Tuesday, November 15, 2011

IN And OUT .. so outta here

Well I spent just a few days in the office and then, I came home telling everyone that I have nothing to do. I convinced myself that I need a change . I made it , took it and I was out of there within 4 days !!!!! Yes, you heard me right !!! For one thing, this experience opened up my eyes and it seems to be saying;'Audra, stick to what you know because you're so damn good at it'!! Why did I not listen to my heart? I said yes and okay without batting an eyelid .. make that two eyelids. I am not gonna say that I rushed into things. I had no regrets after leaving the last school . Okay, so I rocked my own boat. I had to learn the hard way. Just maybe I was after all too hard on myself. I was tired of everything and I could say that I was not tired of education. I was tired of the way things were moving. I should have seen the signs.I had to get out. Fast and in doing so, I made a mess. I woke up that day without a plan in my head . But there was one but the first thing that crept to my mind was, SINCE I WILL NOT BE WORKING FOR THE NEXT FOUR DAYS, I planned to relax for a few days.
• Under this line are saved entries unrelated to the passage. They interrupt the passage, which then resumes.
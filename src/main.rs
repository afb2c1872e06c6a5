use clap::{Parser, Subcommand};
use std::path::PathBuf;
use vidsearch::Result;
use vidsearch::commands::{
    cleanup_index, rebuild_index, search, show_config, show_status, validate_index,
};
use vidsearch::config::Config;

#[derive(Parser)]
#[command(name = "vidsearch")]
#[command(about = "Semantic indexing and retrieval for a video catalog")]
#[command(version)]
struct Cli {
    /// Override the configuration directory
    #[arg(long, global = true)]
    config_dir: Option<PathBuf>,

    #[command(subcommand)]
    command: Commands,
}

#[derive(Subcommand)]
enum Commands {
    /// Rebuild the vector index from a catalog snapshot
    Rebuild {
        /// Path to the catalog snapshot (JSON array)
        #[arg(long)]
        catalog: PathBuf,
        /// Rebuild even if the index is fresh
        #[arg(long)]
        force: bool,
    },
    /// Search the catalog
    Search {
        /// The query text
        query: String,
        /// Path to the catalog snapshot, used for keyword fallback
        #[arg(long)]
        catalog: PathBuf,
    },
    /// Show index staleness and size
    Status,
    /// Run read-only index health checks
    Validate,
    /// Remove every entry from the vector index
    Cleanup {
        /// Skip the confirmation prompt
        #[arg(long)]
        yes: bool,
    },
    /// Show the active configuration
    Config,
}

#[tokio::main]
async fn main() -> Result<()> {
    tracing_subscriber::fmt()
        .with_env_filter(tracing_subscriber::EnvFilter::from_default_env())
        .init();

    let cli = Cli::parse();

    let config = match &cli.config_dir {
        Some(dir) => Config::load(dir)?,
        None => Config::load_default()?,
    };

    match cli.command {
        Commands::Rebuild { catalog, force } => {
            rebuild_index(&config, &catalog, force).await?;
        }
        Commands::Search { query, catalog } => {
            search(&config, &query, &catalog).await?;
        }
        Commands::Status => {
            show_status(&config).await?;
        }
        Commands::Validate => {
            validate_index(&config).await?;
        }
        Commands::Cleanup { yes } => {
            cleanup_index(&config, yes).await?;
        }
        Commands::Config => {
            show_config(&config)?;
        }
    }

    Ok(())
}
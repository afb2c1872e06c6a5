
use async_trait::async_trait;
use serde::Deserialize;
use serde_json::json;
use std::time::Duration;
use tracing::{debug, warn};
use url::Url;

use super::{
    FetchedRecord, IndexInfo, QueryMatch, QueryRequest, StoreError, VectorIndex, VectorRecord,
};
use crate::config::VectorConfig;
use crate::{Result, VidsearchError};

const RETRY_ATTEMPTS: u32 = 3;
const EXPONENTIAL_BACKOFF_BASE: u64 = 2;

/// Client for the Upstash Vector REST API.
#[derive(Debug, Clone)]
pub struct UpstashClient {
    base_url: Url,
    token: String,
    agent: ureq::Agent,
}

#[derive(Debug, Deserialize)]
struct QueryResponse {
    result: Vec<RawMatch>,
}

#[derive(Debug, Deserialize)]
struct RawMatch {
    id: String,
    score: f32,
    metadata: Option<serde_json::Value>,
}

#[derive(Debug, Deserialize)]
struct FetchResponse {
    result: Vec<Option<RawFetched>>,
}

#[derive(Debug, Deserialize)]
struct RawFetched {
    id: String,
    metadata: Option<serde_json::Value>,
}

#[derive(Debug, Deserialize)]
struct DeleteResponse {
    result: DeleteResult,
}

#[derive(Debug, Deserialize)]
struct DeleteResult {
    deleted: u64,
}

#[derive(Debug, Deserialize)]
struct InfoResponse {
    result: RawInfo,
}

#[derive(Debug, Deserialize)]
#[serde(rename_all = "camelCase")]
struct RawInfo {
    vector_count: u64,
}

impl UpstashClient {
    #[inline]
    pub fn new(config: &VectorConfig) -> Result<Self> {
        let raw_url = config
            .url
            .as_deref()
            .ok_or_else(|| VidsearchError::Config("vector store URL is not set".to_string()))?;
        let base_url = Url::parse(raw_url)
            .map_err(|e| VidsearchError::Config(format!("invalid vector store URL: {}", e)))?;

        let token = config
            .token
            .clone()
            .ok_or_else(|| VidsearchError::Config("vector store token is not set".to_string()))?;

        let agent = ureq::Agent::config_builder()
            .timeout_global(Some(Duration::from_secs(config.timeout_secs)))
            .build()
            .into();

        Ok(Self {
            base_url,
            token,
            agent,
        })
    }

    fn endpoint(&self, path: &str) -> Result<Url, StoreError> {
        self.base_url
            .join(path)
            .map_err(|e| StoreError::Rejected(format!("failed to build endpoint URL: {}", e)))
    }

    fn post(&self, path: &str, body: &serde_json::Value) -> Result<String, StoreError> {
        let url = self.endpoint(path)?;
        let body = body.to_string();

        self.make_request_with_retry(|| {
            self.agent
                .post(url.as_str())
                .header("Authorization", &format!("Bearer {}", self.token))
                .header("Content-Type", "application/json")
                .send(&body)
                .and_then(|mut resp| resp.body_mut().read_to_string())
        })
    }

    fn get(&self, path: &str) -> Result<String, StoreError> {
        let url = self.endpoint(path)?;

        self.make_request_with_retry(|| {
            self.agent
                .get(url.as_str())
                .header("Authorization", &format!("Bearer {}", self.token))
                .call()
                .and_then(|mut resp| resp.body_mut().read_to_string())
        })
    }

    fn make_request_with_retry<F>(&self, mut request_fn: F) -> Result<String, StoreError>
    where
        F: FnMut() -> Result<String, ureq::Error>,
    {
        let mut last_error = None;

        for attempt in 1..=RETRY_ATTEMPTS {
            match request_fn() {
                Ok(response_text) => return Ok(response_text),
                Err(error) => {
                    let should_retry = match &error {
                        ureq::Error::StatusCode(status) => {
                            if *status >= 500 {
                                warn!(
                                    "Vector store server error (status {}), attempt {}/{}",
                                    status, attempt, RETRY_ATTEMPTS
                                );
                                true
                            } else {
                                return Err(StoreError::Rejected(format!("HTTP {}", status)));
                            }
                        }
                        ureq::Error::ConnectionFailed
                        | ureq::Error::HostNotFound
                        | ureq::Error::Timeout(_)
                        | ureq::Error::Io(_) => {
                            warn!(
                                "Vector store transport error: {}, attempt {}/{}",
                                error, attempt, RETRY_ATTEMPTS
                            );
                            true
                        }
                        _ => false,
                    };

                    if !should_retry {
                        return Err(StoreError::Unavailable(error.to_string()));
                    }

                    last_error = Some(error.to_string());

                    if attempt < RETRY_ATTEMPTS {
                        let delay_ms = EXPONENTIAL_BACKOFF_BASE.pow(attempt - 1) * 1000;
                        std::thread::sleep(Duration::from_millis(delay_ms));
                    }
                }
            }
        }

        Err(StoreError::Unavailable(
            last_error.unwrap_or_else(|| "request failed after retries".to_string()),
        ))
    }
}

#[async_trait]
impl VectorIndex for UpstashClient {
    async fn upsert(&self, records: Vec<VectorRecord>) -> Result<(), StoreError> {
        if records.is_empty() {
            return Ok(());
        }

        debug!("Upserting {} vectors", records.len());

        let body = serde_json::to_value(&records)
            .map_err(|e| StoreError::Rejected(format!("failed to serialize records: {}", e)))?;

        self.post("/upsert", &body)?;
        Ok(())
    }

    async fn query(&self, request: QueryRequest) -> Result<Vec<QueryMatch>, StoreError> {
        let mut body = json!({
            "vector": request.vector,
            "topK": request.top_k,
            "includeMetadata": request.include_metadata,
        });
        if let Some(filter) = &request.filter {
            body["filter"] = json!(filter);
        }

        let response_text = self.post("/query", &body)?;

        let response: QueryResponse = serde_json::from_str(&response_text)
            .map_err(|e| StoreError::InvalidResponse(e.to_string()))?;

        Ok(response
            .result
            .into_iter()
            .map(|m| QueryMatch {
                id: m.id,
                score: m.score,
                metadata: m.metadata,
            })
            .collect())
    }

    async fn fetch(&self, ids: &[String]) -> Result<Vec<FetchedRecord>, StoreError> {
        let body = json!({ "ids": ids, "includeMetadata": true });
        let response_text = self.post("/fetch", &body)?;

        let response: FetchResponse = serde_json::from_str(&response_text)
            .map_err(|e| StoreError::InvalidResponse(e.to_string()))?;

        Ok(response
            .result
            .into_iter()
            .flatten()
            .map(|r| FetchedRecord {
                id: r.id,
                metadata: r.metadata,
            })
            .collect())
    }

    async fn delete(&self, ids: &[String]) -> Result<u64, StoreError> {
        if ids.is_empty() {
            return Ok(0);
        }

        let body = json!({ "ids": ids });
        let response_text = self.post("/delete", &body)?;

        let response: DeleteResponse = serde_json::from_str(&response_text)
            .map_err(|e| StoreError::InvalidResponse(e.to_string()))?;

        Ok(response.result.deleted)
    }

    async fn info(&self) -> Result<IndexInfo, StoreError> {
        let response_text = self.get("/info")?;

        let response: InfoResponse = serde_json::from_str(&response_text)
            .map_err(|e| StoreError::InvalidResponse(e.to_string()))?;

        Ok(IndexInfo {
            vector_count: response.result.vector_count,
        })
    }

    async fn reset(&self) -> Result<(), StoreError> {
        warn!("Resetting vector index (destructive)");
        self.post("/reset", &json!({}))?;
        Ok(())
    }
}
As i woke up, I spent the day not only baking but resting . How good that felt!!!! No work, I was not worried , I was not thinking about anything at all. My day passed with me being fully awake. It was such a nice feeling. My parents did not even ask me what were my plans. I slept late. The next day, I made some calls . Two schools called me up for interviews. Not bad but I only wanted ONE of course. Well, to cut the long story short, the school decided to hire me and I have started work. Yup I am so alive now !! The best part is , we have Bible sharing every morning and the children are getting used to me. The thing is, never regret or feel ashamed . Life goes on . For me it did and it still does.